We have a paper that tries to introduce clinicians (and people working with machine learning), in a very friendly way and with a concrete example, to Bayesian methods. More precisely to "Bayesian nonparametric population inference" (also called "nonparametric exchangeable inference" or "nonparametric density regression"):
https://doi.org/10.31219/osf.io/8nr56
The paper guides the clinician from the hypothetical problem of predicting Alzheimer onset in four patients, given some predictors from each patient and previous trials, to the (again hypothetical) problem of deciding upon a treatment.
This method allows for a quantitative and yet intuitively understandable assessment of hypotheses, even when the hypotheses come in degrees rather than as artificial binary pairs. And it has further advantages:
- It's "model-free", in the sense that it doesn't make specific assumptions (such as gaussianity, linearity, and similar).
- It quantifies how much the results could change if the clinician had more trial data.
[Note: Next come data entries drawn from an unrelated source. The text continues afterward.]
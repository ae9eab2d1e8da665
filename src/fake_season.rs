use chrono::{Duration, NaiveDate};
use rand::rngs::StdRng;
use rand::{Rng, SeedableRng};

use crate::match_dataset::{MatchOutcome, MatchRecord};

/// Synthetic double round-robin season with plausible scorelines, for
/// tests and benches. Same seed, same season.
pub fn generate_season(team_count: usize, seed: u64) -> Vec<MatchRecord> {
    let mut rng = StdRng::seed_from_u64(seed);
    let teams: Vec<String> = (1..=team_count).map(|n| format!("Club {n:02}")).collect();
    let kickoff = NaiveDate::from_ymd_opt(2024, 8, 17).unwrap_or_default();

    let mut out = Vec::new();
    for (i, home) in teams.iter().enumerate() {
        for (j, away) in teams.iter().enumerate() {
            if i == j {
                continue;
            }
            // Full-time builds on half-time, so second-half goals never
            // go negative.
            let ht_home = rng.gen_range(0..=2);
            let ht_away = rng.gen_range(0..=1);
            let ft_home = ht_home + rng.gen_range(0..=2);
            let ft_away = ht_away + rng.gen_range(0..=2);
            let date = kickoff + Duration::days(out.len() as i64 % 300);

            out.push(MatchRecord {
                division: "D1".to_string(),
                season: "2024-2025".to_string(),
                date: Some(date),
                home_team: home.clone(),
                away_team: away.clone(),
                ft_home_goals: Some(ft_home),
                ft_away_goals: Some(ft_away),
                ft_result: Some(MatchOutcome::from_goals(ft_home, ft_away)),
                ht_home_goals: Some(ht_home),
                ht_away_goals: Some(ht_away),
                ht_result: Some(MatchOutcome::from_goals(ht_home, ht_away)),
            });
        }
    }
    out
}

#[cfg(test)]
mod tests {
    use super::generate_season;

    #[test]
    fn generates_double_round_robin() {
        let season = generate_season(10, 7);
        assert_eq!(season.len(), 10 * 9);
        assert!(season.iter().all(|m| m.home_team != m.away_team));
        // Reproducible for a fixed seed.
        assert_eq!(season, generate_season(10, 7));
    }

    #[test]
    fn second_half_goals_never_negative() {
        for m in generate_season(8, 3) {
            let (home, away) = m
                .phase_goals(crate::match_dataset::Phase::SecondHalf)
                .expect("all fields populated");
            assert!(home >= 0 && away >= 0);
        }
    }
}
That is, it quantifies the uncertainty coming from finite sample size.
- It works with small or large sample sizes alike.
- It can quantify (again in a model-free way) the importance of different predictors.
- It does imputation of data in a principled, exact way.
- It can account for and correct inappropriate base rates and similar biases.
- It is fully integrated with Clinical Decision Making (see eg the textbooks like Sox & al <https://doi.org/10.1002/9781118341544> or Hunink & al <https://doi.org/10.1017/CBO9781139506779>)
The text is addressed to clinicians, statisticians, and researchers in machine learning. The emphasis is on the understanding of the ideas involved, rather than on the maths.
If you have the time to take a look and if you find it valuable, then I'd be thankful if you boosted this reach-out post. Also happy to receive comments about unclear passages and errors of course.
Cheers!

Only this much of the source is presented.